YOUR ASSIGNMENT | Locate the line that contains "pub fn low_latency()" in the entries below, then repeat it and every following line through the line that contains "verification after every collection.", exactly, and no others.

Stored items |
-=-=-

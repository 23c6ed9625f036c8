//! Heap configuration parameters.
//!
//! Every size and threshold is tunable. Promotion age and the size-class
//! boundaries of the free list are policy, not semantics; the defaults are
//! reasonable for general script workloads.

use crate::memory::{CHUNK_SIZE, MAX_REGULAR_OBJECT_SIZE};
use thiserror::Error;

/// Handler invoked on unrecoverable out-of-memory. Must not return.
pub type OomHandler = fn(&str) -> !;

/// Configuration for a [`Heap`](crate::Heap).
///
/// # Example
///
/// ```
/// use strata_gc::HeapConfig;
///
/// let config = HeapConfig {
///     semi_space_size: 4 * 1024 * 1024,
///     promotion_age: 3,
///     ..Default::default()
/// };
/// assert!(config.validate().is_ok());
/// ```
#[derive(Debug, Clone)]
pub struct HeapConfig {
    /// Bytes per semispace, rounded up to whole chunks. New space commits
    /// twice this.
    pub semi_space_size: usize,
    /// Scavenges survived before promotion. A survivor is promoted once
    /// `age + 1 >= promotion_age`; 1 promotes on first survival.
    pub promotion_age: u8,

    /// Old-generation bytes committed before the first major collection.
    pub initial_old_size: usize,
    /// Ceiling on committed old-generation bytes, 0 for none.
    pub max_old_size: usize,
    /// Multiplier on the post-collection size that sets the next limit.
    pub old_growth_factor: f64,
    /// A page whose free fraction exceeds this is evacuated. 1.0 turns
    /// compaction off.
    pub compaction_threshold: f64,
    /// Evacuation candidates per major collection.
    pub max_evacuation_candidates: usize,

    /// Size above which an object gets its own large-object page.
    pub large_object_threshold: usize,

    /// Old-generation usage ratio that starts marking.
    pub major_gc_threshold: f64,
    /// Mark in steps between allocations instead of all in the pause.
    pub incremental_marking: bool,
    /// Object bytes visited by one marking step.
    pub marking_step_bytes: usize,
    /// Threads draining the worklist during the final pause.
    pub marker_threads: usize,

    /// One `info` line per collection.
    pub trace_gc: bool,
    /// Run the heap verifier after every collection.
    pub verify_heap: bool,
    /// Fatal out-of-memory hook. Never returns.
    pub oom_handler: OomHandler,
}

impl Default for HeapConfig {
    fn default() -> Self {
        Self {
            semi_space_size: 1 << 20,
            promotion_age: 2,
            initial_old_size: 16 << 20,
            max_old_size: 0,
            old_growth_factor: 1.5,
            compaction_threshold: 0.3,
            max_evacuation_candidates: 16,
            large_object_threshold: 32 << 10,
            major_gc_threshold: 0.75,
            incremental_marking: true,
            marking_step_bytes: 64 << 10,
            marker_threads: default_marker_threads(),
            trace_gc: false,
            verify_heap: cfg!(debug_assertions),
            oom_handler: abort_on_out_of_memory,
        }
    }
}

impl HeapConfig {
    /// Half-size young generation, a 4MB old start and eager compaction.
    pub fn low_memory() -> Self {
        Self {
            semi_space_size: 512 << 10,
            initial_old_size: 4 << 20,
            large_object_threshold: 16 << 10,
            compaction_threshold: 0.2,
            ..Default::default()
        }
    }

    /// Large generations, late promotion and marking only in the pause.
    pub fn high_throughput() -> Self {
        Self {
            semi_space_size: 8 << 20,
            initial_old_size: 64 << 20,
            promotion_age: 3,
            major_gc_threshold: 0.85,
            incremental_marking: false,
            ..Default::default()
        }
    }

    /// Short scavenges and small marking steps that start early.
    pub fn low_latency() -> Self {
        Self {
            semi_space_size: 512 << 10,
            incremental_marking: true,
            marking_step_bytes: 16 << 10,
            major_gc_threshold: 0.6,
            ..Default::default()
        }
    }

    /// Small, deterministic configuration for tests.
    ///
    /// One-page semispaces, single-threaded marking, no incremental marking
    /// and heap verification after every collection.
    pub fn for_testing() -> Self {
        Self {
            semi_space_size: CHUNK_SIZE,
            initial_old_size: 4 * CHUNK_SIZE,
            large_object_threshold: 16 * 1024,
            incremental_marking: false,
            marker_threads: 1,
            verify_heap: true,
            ..Default::default()
        }
    }

    /// Number of chunks backing each semispace.
    #[inline]
    pub fn semi_space_pages(&self) -> usize {
        self.semi_space_size.div_ceil(CHUNK_SIZE)
    }

    /// Validate configuration values.
    pub fn validate(&self) -> Result<(), ConfigError> {
        if self.semi_space_size < CHUNK_SIZE {
            return Err(ConfigError::SemiSpaceTooSmall);
        }
        if self.promotion_age == 0 {
            return Err(ConfigError::InvalidPromotionAge);
        }
        if self.max_old_size != 0 && self.max_old_size < self.initial_old_size {
            return Err(ConfigError::MaxBelowInitial);
        }
        if !(self.old_growth_factor >= 1.0) {
            return Err(ConfigError::InvalidGrowthFactor);
        }
        if !(self.compaction_threshold > 0.0 && self.compaction_threshold <= 1.0) {
            return Err(ConfigError::InvalidRatio("compaction_threshold"));
        }
        if !(self.major_gc_threshold > 0.0 && self.major_gc_threshold <= 1.0) {
            return Err(ConfigError::InvalidRatio("major_gc_threshold"));
        }
        if self.large_object_threshold < 1024
            || self.large_object_threshold > MAX_REGULAR_OBJECT_SIZE
        {
            return Err(ConfigError::InvalidLargeObjectThreshold);
        }
        if self.marker_threads == 0 {
            return Err(ConfigError::NoMarkerThreads);
        }
        if self.marking_step_bytes == 0 {
            return Err(ConfigError::InvalidMarkingStep);
        }
        Ok(())
    }
}

/// Configuration validation errors.
#[derive(Debug, Clone, Copy, PartialEq, Eq, Error)]
pub enum ConfigError {
    /// Semispace smaller than one chunk.
    #[error("semispace size must be at least one chunk ({CHUNK_SIZE} bytes)")]
    SemiSpaceTooSmall,
    /// Promotion age of zero.
    #[error("promotion age must be at least 1")]
    InvalidPromotionAge,
    /// Hard cap below the initial size.
    #[error("max old size must be 0 or at least the initial old size")]
    MaxBelowInitial,
    /// Growth factor below 1.
    #[error("old growth factor must be at least 1.0")]
    InvalidGrowthFactor,
    /// A ratio outside (0, 1].
    #[error("{0} must be in (0, 1]")]
    InvalidRatio(&'static str),
    /// Large-object threshold outside the supported range.
    #[error("large object threshold must be between 1KB and {MAX_REGULAR_OBJECT_SIZE} bytes")]
    InvalidLargeObjectThreshold,
    /// No marker threads.
    #[error("at least one marker thread is required")]
    NoMarkerThreads,
    /// Zero marking step.
    #[error("marking step must be non-zero")]
    InvalidMarkingStep,
}

/// Default OOM handler: log and abort.
fn abort_on_out_of_memory(message: &str) -> ! {
    tracing::error!(target: "strata_gc::oom", "fatal out of memory: {message}");
    std::process::abort()
}

/// One marker per core, leaving a core for the mutator.
fn default_marker_threads() -> usize {
    std::thread::available_parallelism()
        .map_or(1, |cores| cores.get().saturating_sub(1))
        .max(1)
}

-=-=-

TASK OUTPUT |
    pub fn low_latency() -> Self {
        Self {
            semi_space_size: 512 << 10,
            incremental_marking: true,
            marking_step_bytes: 16 << 10,
            major_gc_threshold: 0.6,
            ..Default::default()
        }
    }

    /// Small, deterministic configuration for tests.
    ///
    /// One-page semispaces, single-threaded marking, no incremental marking
    /// and heap verification after every collection.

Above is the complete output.